*** Opening of RECORD EXCERPTS ***
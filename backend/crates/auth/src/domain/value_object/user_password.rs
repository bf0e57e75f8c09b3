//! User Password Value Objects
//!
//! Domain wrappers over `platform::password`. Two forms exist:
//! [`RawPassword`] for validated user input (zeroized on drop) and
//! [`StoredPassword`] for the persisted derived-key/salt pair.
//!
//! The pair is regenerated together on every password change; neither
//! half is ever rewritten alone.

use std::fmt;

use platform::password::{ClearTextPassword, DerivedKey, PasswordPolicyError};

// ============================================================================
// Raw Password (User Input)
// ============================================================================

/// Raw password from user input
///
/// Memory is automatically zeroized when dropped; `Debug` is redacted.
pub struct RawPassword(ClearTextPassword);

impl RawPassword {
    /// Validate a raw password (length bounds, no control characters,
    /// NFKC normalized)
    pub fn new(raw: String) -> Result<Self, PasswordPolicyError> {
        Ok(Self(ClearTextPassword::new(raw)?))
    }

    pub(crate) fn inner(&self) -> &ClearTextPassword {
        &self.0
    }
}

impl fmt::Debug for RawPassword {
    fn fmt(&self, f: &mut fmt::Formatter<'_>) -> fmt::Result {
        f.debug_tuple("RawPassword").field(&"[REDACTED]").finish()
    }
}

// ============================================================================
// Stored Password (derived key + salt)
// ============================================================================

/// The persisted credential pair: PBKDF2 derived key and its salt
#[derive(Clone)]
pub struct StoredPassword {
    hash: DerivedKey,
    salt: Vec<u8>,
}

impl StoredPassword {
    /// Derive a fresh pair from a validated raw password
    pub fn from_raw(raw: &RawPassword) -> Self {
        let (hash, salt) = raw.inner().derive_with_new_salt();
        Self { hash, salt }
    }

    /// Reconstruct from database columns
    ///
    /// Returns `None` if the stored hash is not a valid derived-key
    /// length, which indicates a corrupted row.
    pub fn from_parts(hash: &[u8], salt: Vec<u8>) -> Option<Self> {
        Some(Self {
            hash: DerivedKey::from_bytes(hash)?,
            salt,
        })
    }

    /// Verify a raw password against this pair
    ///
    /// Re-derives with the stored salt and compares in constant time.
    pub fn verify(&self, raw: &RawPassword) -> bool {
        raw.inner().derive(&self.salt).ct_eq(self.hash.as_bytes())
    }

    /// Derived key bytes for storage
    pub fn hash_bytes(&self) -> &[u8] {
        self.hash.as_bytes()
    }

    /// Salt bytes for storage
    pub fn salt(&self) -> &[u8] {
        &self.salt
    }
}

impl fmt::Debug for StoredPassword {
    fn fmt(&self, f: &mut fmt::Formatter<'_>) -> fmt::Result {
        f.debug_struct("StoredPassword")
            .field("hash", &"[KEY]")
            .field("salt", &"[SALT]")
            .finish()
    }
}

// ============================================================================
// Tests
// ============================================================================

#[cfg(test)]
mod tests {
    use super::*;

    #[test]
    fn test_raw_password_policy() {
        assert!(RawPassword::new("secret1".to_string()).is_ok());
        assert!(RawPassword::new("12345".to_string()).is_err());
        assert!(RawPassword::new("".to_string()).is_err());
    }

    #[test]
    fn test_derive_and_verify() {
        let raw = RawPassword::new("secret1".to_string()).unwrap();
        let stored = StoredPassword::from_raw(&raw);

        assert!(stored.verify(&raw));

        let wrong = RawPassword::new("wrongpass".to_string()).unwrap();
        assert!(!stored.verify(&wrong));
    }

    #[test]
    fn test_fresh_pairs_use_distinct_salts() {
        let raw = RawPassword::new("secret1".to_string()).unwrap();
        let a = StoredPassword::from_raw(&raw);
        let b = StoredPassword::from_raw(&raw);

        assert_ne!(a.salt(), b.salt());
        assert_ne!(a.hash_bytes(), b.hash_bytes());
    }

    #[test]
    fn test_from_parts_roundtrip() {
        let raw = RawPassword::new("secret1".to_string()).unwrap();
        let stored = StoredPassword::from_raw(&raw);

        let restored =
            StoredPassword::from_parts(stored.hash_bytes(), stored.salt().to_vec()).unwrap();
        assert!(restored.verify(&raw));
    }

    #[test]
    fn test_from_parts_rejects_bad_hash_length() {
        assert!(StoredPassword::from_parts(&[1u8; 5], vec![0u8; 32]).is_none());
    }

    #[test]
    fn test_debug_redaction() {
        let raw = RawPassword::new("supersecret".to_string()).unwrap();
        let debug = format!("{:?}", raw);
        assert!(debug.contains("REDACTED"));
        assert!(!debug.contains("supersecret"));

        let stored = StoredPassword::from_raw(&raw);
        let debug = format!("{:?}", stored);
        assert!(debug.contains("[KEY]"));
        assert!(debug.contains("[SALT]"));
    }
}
*** Close of RECORD EXCERPTS ***
> **WHAT YOU HAVE TO DO**:
Would you output the material above once more, exactly as given?

> **PROBLEM SOLUTION**:
filename backend/crates/auth/src/domain/value_object/user_password.rs
repository bf0e57e75f8c09b3
//! User Password Value Objects
//!
//! Domain wrappers over `platform::password`. Two forms exist:
//! [`RawPassword`] for validated user input (zeroized on drop) and
//! [`StoredPassword`] for the persisted derived-key/salt pair.
//!
//! The pair is regenerated together on every password change; neither
//! half is ever rewritten alone.

use std::fmt;

use platform::password::{ClearTextPassword, DerivedKey, PasswordPolicyError};

// ============================================================================
// Raw Password (User Input)
// ============================================================================

/// Raw password from user input
///
/// Memory is automatically zeroized when dropped; `Debug` is redacted.
pub struct RawPassword(ClearTextPassword);

impl RawPassword {
    /// Validate a raw password (length bounds, no control characters,
    /// NFKC normalized)
    pub fn new(raw: String) -> Result<Self, PasswordPolicyError> {
        Ok(Self(ClearTextPassword::new(raw)?))
    }

    pub(crate) fn inner(&self) -> &ClearTextPassword {
        &self.0
    }
}

impl fmt::Debug for RawPassword {
    fn fmt(&self, f: &mut fmt::Formatter<'_>) -> fmt::Result {
        f.debug_tuple("RawPassword").field(&"[REDACTED]").finish()
    }
}

// ============================================================================
// Stored Password (derived key + salt)
// ============================================================================

/// The persisted credential pair: PBKDF2 derived key and its salt
#[derive(Clone)]
pub struct StoredPassword {
    hash: DerivedKey,
    salt: Vec<u8>,
}

impl StoredPassword {
    /// Derive a fresh pair from a validated raw password
    pub fn from_raw(raw: &RawPassword) -> Self {
        let (hash, salt) = raw.inner().derive_with_new_salt();
        Self { hash, salt }
    }

    /// Reconstruct from database columns
    ///
    /// Returns `None` if the stored hash is not a valid derived-key
    /// length, which indicates a corrupted row.
    pub fn from_parts(hash: &[u8], salt: Vec<u8>) -> Option<Self> {
        Some(Self {
            hash: DerivedKey::from_bytes(hash)?,
            salt,
        })
    }

    /// Verify a raw password against this pair
    ///
    /// Re-derives with the stored salt and compares in constant time.
    pub fn verify(&self, raw: &RawPassword) -> bool {
        raw.inner().derive(&self.salt).ct_eq(self.hash.as_bytes())
    }

    /// Derived key bytes for storage
    pub fn hash_bytes(&self) -> &[u8] {
        self.hash.as_bytes()
    }

    /// Salt bytes for storage
    pub fn salt(&self) -> &[u8] {
        &self.salt
    }
}

impl fmt::Debug for StoredPassword {
    fn fmt(&self, f: &mut fmt::Formatter<'_>) -> fmt::Result {
        f.debug_struct("StoredPassword")
            .field("hash", &"[KEY]")
            .field("salt", &"[SALT]")
            .finish()
    }
}

// ============================================================================
// Tests
// ============================================================================

#[cfg(test)]
mod tests {
    use super::*;

    #[test]
    fn test_raw_password_policy() {
        assert!(RawPassword::new("secret1".to_string()).is_ok());
        assert!(RawPassword::new("12345".to_string()).is_err());
        assert!(RawPassword::new("".to_string()).is_err());
    }

    #[test]
    fn test_derive_and_verify() {
        let raw = RawPassword::new("secret1".to_string()).unwrap();
        let stored = StoredPassword::from_raw(&raw);

        assert!(stored.verify(&raw));

        let wrong = RawPassword::new("wrongpass".to_string()).unwrap();
        assert!(!stored.verify(&wrong));
    }

    #[test]
    fn test_fresh_pairs_use_distinct_salts() {
        let raw = RawPassword::new("secret1".to_string()).unwrap();
        let a = StoredPassword::from_raw(&raw);
        let b = StoredPassword::from_raw(&raw);

        assert_ne!(a.salt(), b.salt());
        assert_ne!(a.hash_bytes(), b.hash_bytes());
    }

    #[test]
    fn test_from_parts_roundtrip() {
        let raw = RawPassword::new("secret1".to_string()).unwrap();
        let stored = StoredPassword::from_raw(&raw);

        let restored =
            StoredPassword::from_parts(stored.hash_bytes(), stored.salt().to_vec()).unwrap();
        assert!(restored.verify(&raw));
    }

    #[test]
    fn test_from_parts_rejects_bad_hash_length() {
        assert!(StoredPassword::from_parts(&[1u8; 5], vec![0u8; 32]).is_none());
    }

    #[test]
    fn test_debug_redaction() {
        let raw = RawPassword::new("supersecret".to_string()).unwrap();
        let debug = format!("{:?}", raw);
        assert!(debug.contains("REDACTED"));
        assert!(!debug.contains("supersecret"));

        let stored = StoredPassword::from_raw(&raw);
        let debug = format!("{:?}", stored);
        assert!(debug.contains("[KEY]"));
        assert!(debug.contains("[SALT]"));
    }
}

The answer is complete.